Your goal → Please give back the listing exactly as it reads.
* * *
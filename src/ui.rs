//! Terminal output helpers
//!
//! All human-facing output of the CLI goes through here. Styling is
//! applied only when the stream is a terminal; `--json` callers bypass
//! this module entirely.

use std::path::Path;

use is_terminal::IsTerminal;

use crossterm::style::Stylize;

use flotilla::environment::DescriptorWarning;
use flotilla::validate::{Issue, Severity};
use flotilla::FailureReport;

fn color_enabled() -> bool {
    std::io::stdout().is_terminal()
}

pub fn info(message: impl AsRef<str>) {
    println!("{}", message.as_ref());
}

pub fn warn(message: impl AsRef<str>) {
    if color_enabled() {
        eprintln!("{} {}", "warning:".yellow().bold(), message.as_ref());
    } else {
        eprintln!("warning: {}", message.as_ref());
    }
}

pub fn error(message: impl AsRef<str>) {
    if color_enabled() {
        eprintln!("{} {}", "error:".red().bold(), message.as_ref());
    } else {
        eprintln!("error: {}", message.as_ref());
    }
}

/// Render a validation issue with its severity tag
pub fn print_issue(issue: &Issue) {
    if !color_enabled() {
        println!("{issue}");
        return;
    }
    match issue.severity {
        Severity::Fatal => println!("{} {}", "[ERROR]".red().bold(), issue.description),
        Severity::Advisory => println!("{} {}", "[WARN]".yellow(), issue.description),
    }
}

/// Warn about unknown descriptor keys, with a suggestion when one is close
pub fn print_descriptor_warnings(warnings: &[DescriptorWarning]) {
    for warning in warnings {
        warn(format!(
            "unknown key '{}' in {}",
            warning.key,
            warning.file.display()
        ));
        if let Some(suggestion) = &warning.suggestion {
            eprintln!("  did you mean '{suggestion}'?");
        }
    }
}

/// Render every collected per-unit failure
pub fn print_failure_report(report: &FailureReport) {
    for failure in report.failures() {
        error(format!("{}: {}", failure.unit, failure.error));
    }
}

/// One status line for a node: `host (node name) is up/down`
pub fn print_node_status(name: &str, host: &str, reachable: bool) {
    let status: String = if !color_enabled() {
        if reachable { "up" } else { "down" }.to_string()
    } else if reachable {
        "up".green().to_string()
    } else {
        "down".red().bold().to_string()
    };
    println!("host {host} (node {name}) is {status}");
}

/// One status line for an application's placements
///
/// Each target renders as `+node` (deployment recorded) or `-node`.
pub fn print_app_status(app: &str, placements: &[(String, bool)]) {
    let mut line = format!("{app}:");
    for (node, deployed) in placements {
        let mark = format!(" {}{}", if *deployed { "+" } else { "-" }, node);
        if !color_enabled() {
            line.push_str(&mark);
        } else if *deployed {
            line.push_str(&mark.green().to_string());
        } else {
            line.push_str(&mark.red().to_string());
        }
    }
    println!("{line}");
}

pub fn print_created(path: &Path) {
    info(format!("created {}", path.display()));
}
* * *
Response to the exercise →
filename src/ui.rs
//! Terminal output helpers
//!
//! All human-facing output of the CLI goes through here. Styling is
//! applied only when the stream is a terminal; `--json` callers bypass
//! this module entirely.

use std::path::Path;

use is_terminal::IsTerminal;

use crossterm::style::Stylize;

use flotilla::environment::DescriptorWarning;
use flotilla::validate::{Issue, Severity};
use flotilla::FailureReport;

fn color_enabled() -> bool {
    std::io::stdout().is_terminal()
}

pub fn info(message: impl AsRef<str>) {
    println!("{}", message.as_ref());
}

pub fn warn(message: impl AsRef<str>) {
    if color_enabled() {
        eprintln!("{} {}", "warning:".yellow().bold(), message.as_ref());
    } else {
        eprintln!("warning: {}", message.as_ref());
    }
}

pub fn error(message: impl AsRef<str>) {
    if color_enabled() {
        eprintln!("{} {}", "error:".red().bold(), message.as_ref());
    } else {
        eprintln!("error: {}", message.as_ref());
    }
}

/// Render a validation issue with its severity tag
pub fn print_issue(issue: &Issue) {
    if !color_enabled() {
        println!("{issue}");
        return;
    }
    match issue.severity {
        Severity::Fatal => println!("{} {}", "[ERROR]".red().bold(), issue.description),
        Severity::Advisory => println!("{} {}", "[WARN]".yellow(), issue.description),
    }
}

/// Warn about unknown descriptor keys, with a suggestion when one is close
pub fn print_descriptor_warnings(warnings: &[DescriptorWarning]) {
    for warning in warnings {
        warn(format!(
            "unknown key '{}' in {}",
            warning.key,
            warning.file.display()
        ));
        if let Some(suggestion) = &warning.suggestion {
            eprintln!("  did you mean '{suggestion}'?");
        }
    }
}

/// Render every collected per-unit failure
pub fn print_failure_report(report: &FailureReport) {
    for failure in report.failures() {
        error(format!("{}: {}", failure.unit, failure.error));
    }
}

/// One status line for a node: `host (node name) is up/down`
pub fn print_node_status(name: &str, host: &str, reachable: bool) {
    let status: String = if !color_enabled() {
        if reachable { "up" } else { "down" }.to_string()
    } else if reachable {
        "up".green().to_string()
    } else {
        "down".red().bold().to_string()
    };
    println!("host {host} (node {name}) is {status}");
}

/// One status line for an application's placements
///
/// Each target renders as `+node` (deployment recorded) or `-node`.
pub fn print_app_status(app: &str, placements: &[(String, bool)]) {
    let mut line = format!("{app}:");
    for (node, deployed) in placements {
        let mark = format!(" {}{}", if *deployed { "+" } else { "-" }, node);
        if !color_enabled() {
            line.push_str(&mark);
        } else if *deployed {
            line.push_str(&mark.green().to_string());
        } else {
            line.push_str(&mark.red().to_string());
        }
    }
    println!("{line}");
}

pub fn print_created(path: &Path) {
    info(format!("created {}", path.display()));
}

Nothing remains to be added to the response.